La “Traición de Montreal”, como se le ha llamado desde entonces, dejó a Hart lleno de rabia, especialmente hacia el Presidente. Por su parte, Mr. McMahon nunca ha pedido disculpas y casi parecía complacerse con sus actos.
La situación se mantuvo en un punto muerto hasta el pasado 4 de enero, cuando Hart aceptó actuar como invitado especial de Raw con la esperanza de sacar algo positivo del evento. Fue durante esa histórica emisión cuando el miembro del Salón de la Fama de la WWE logró hacer las paces con Michaels.
Pero fue también cuando la traición de Mr. McMahon continuó. Después de elogiar a su antiguo rival, el Presidente traicionó a Hart con una patada que dejó a ‘Hit Man’ retorciéndose sobre el ring. En las semanas siguientes, Mr. McMahon se dedicó a reprochar su actitud a Hart y, con la ayuda de Batista, se dedicó a escupir sandeces en la misma cara de Hart.

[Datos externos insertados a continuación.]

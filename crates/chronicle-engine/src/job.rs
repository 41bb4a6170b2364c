//! Generation jobs: transient, executor-local records of one
//! retrospective run.

use std::fmt;

use chrono::{DateTime, NaiveDate, Utc};
use serde::{Deserialize, Serialize};

use chronicle_core::{ArchiveSource, Granularity};

use crate::traits::SummaryType;

/// Lifecycle state of a generation job.
#[derive(Debug, Clone, Copy, PartialEq, Eq, Serialize, Deserialize)]
#[serde(rename_all = "snake_case")]
pub enum JobStatus {
    Queued,
    Running,
    Completed,
    Failed,
    Cancelled,
    Paused,
}

impl fmt::Display for JobStatus {
    fn fmt(&self, f: &mut fmt::Formatter<'_>) -> fmt::Result {
        let s = match self {
            JobStatus::Queued => "queued",
            JobStatus::Running => "running",
            JobStatus::Completed => "completed",
            JobStatus::Failed => "failed",
            JobStatus::Cancelled => "cancelled",
            JobStatus::Paused => "paused",
        };
        write!(f, "{s}")
    }
}

/// Rolling per-period counters.
#[derive(Debug, Clone, Default, Serialize, Deserialize)]
pub struct GenerationProgress {
    pub total_periods: usize,
    pub completed: usize,
    pub failed: usize,
    pub skipped: usize,
    pub current_period: Option<String>,
}

impl GenerationProgress {
    pub fn percent_complete(&self) -> f64 {
        if self.total_periods == 0 {
            return 100.0;
        }
        (self.completed + self.failed + self.skipped) as f64 / self.total_periods as f64 * 100.0
    }
}

/// Rolling cost counters.
#[derive(Debug, Clone, Default, Serialize, Deserialize)]
pub struct CostProgress {
    pub cost_usd: f64,
    pub tokens_input: u64,
    pub tokens_output: u64,
    pub max_cost_usd: Option<f64>,
}

impl CostProgress {
    pub fn percent_of_max(&self) -> Option<f64> {
        match self.max_cost_usd {
            Some(max) if max > 0.0 => Some(self.cost_usd / max * 100.0),
            _ => None,
        }
    }
}

/// Skip/regenerate policy for one run.
#[derive(Debug, Clone, Copy, Serialize, Deserialize)]
pub struct JobPolicy {
    /// Skip slots whose Markdown already exists.
    pub skip_existing: bool,
    /// Proceed into slots whose lock was refused (i.e. regenerate
    /// complete summaries, typically after a prompt bump).
    pub regenerate_outdated: bool,
    /// Re-attempt slots previously marked incomplete.
    pub regenerate_failed: bool,
}

impl Default for JobPolicy {
    fn default() -> Self {
        Self {
            skip_existing: true,
            regenerate_outdated: false,
            regenerate_failed: true,
        }
    }
}

/// One retrospective generation job.
#[derive(Debug, Clone, Serialize)]
pub struct GenerationJob {
    pub job_id: String,
    pub source: ArchiveSource,
    pub start_date: NaiveDate,
    pub end_date: NaiveDate,
    pub granularity: Granularity,
    pub timezone: String,
    pub status: JobStatus,
    pub progress: GenerationProgress,
    pub cost: CostProgress,
    pub created_at: DateTime<Utc>,
    pub started_at: Option<DateTime<Utc>>,
    pub completed_at: Option<DateTime<Utc>>,
    pub pause_reason: Option<String>,
    pub error: Option<String>,
    pub policy: JobPolicy,
    pub dry_run: bool,
    pub summary_type: SummaryType,
    pub perspective: String,
}

impl GenerationJob {
    pub fn source_key(&self) -> String {
        self.source.source_key()
    }

    pub fn is_terminal(&self) -> bool {
        matches!(
            self.status,
            JobStatus::Completed | JobStatus::Failed | JobStatus::Cancelled
        )
    }
}

#[cfg(test)]
mod tests {
    use super::*;

    #[test]
    fn percent_complete_counts_all_outcomes() {
        let progress = GenerationProgress {
            total_periods: 10,
            completed: 3,
            failed: 1,
            skipped: 1,
            current_period: None,
        };
        assert!((progress.percent_complete() - 50.0).abs() < 1e-9);
    }

    #[test]
    fn empty_job_is_fully_complete() {
        assert_eq!(GenerationProgress::default().percent_complete(), 100.0);
    }

    #[test]
    fn percent_of_max_requires_a_cap() {
        let mut cost = CostProgress {
            cost_usd: 0.5,
            ..CostProgress::default()
        };
        assert_eq!(cost.percent_of_max(), None);
        cost.max_cost_usd = Some(2.0);
        assert!((cost.percent_of_max().unwrap() - 25.0).abs() < 1e-9);
    }
}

Ahora, es hora de que más de una década de frustración, resentimiento y rabia acumulada culmine en el mayor evento del año en la WWE, Wrestlemania, algo que la gran mayoría de los seguidores de la WWE nunca pensó que vería, pero de lo que siempre deseo ser testigo. ¿Será capaz Hart de sacarse la espina por todo lo que le han hecho o seguirá el Presidente haciendo sufrir a Hit Man? La respuesta, en la noche del 28 de marzo.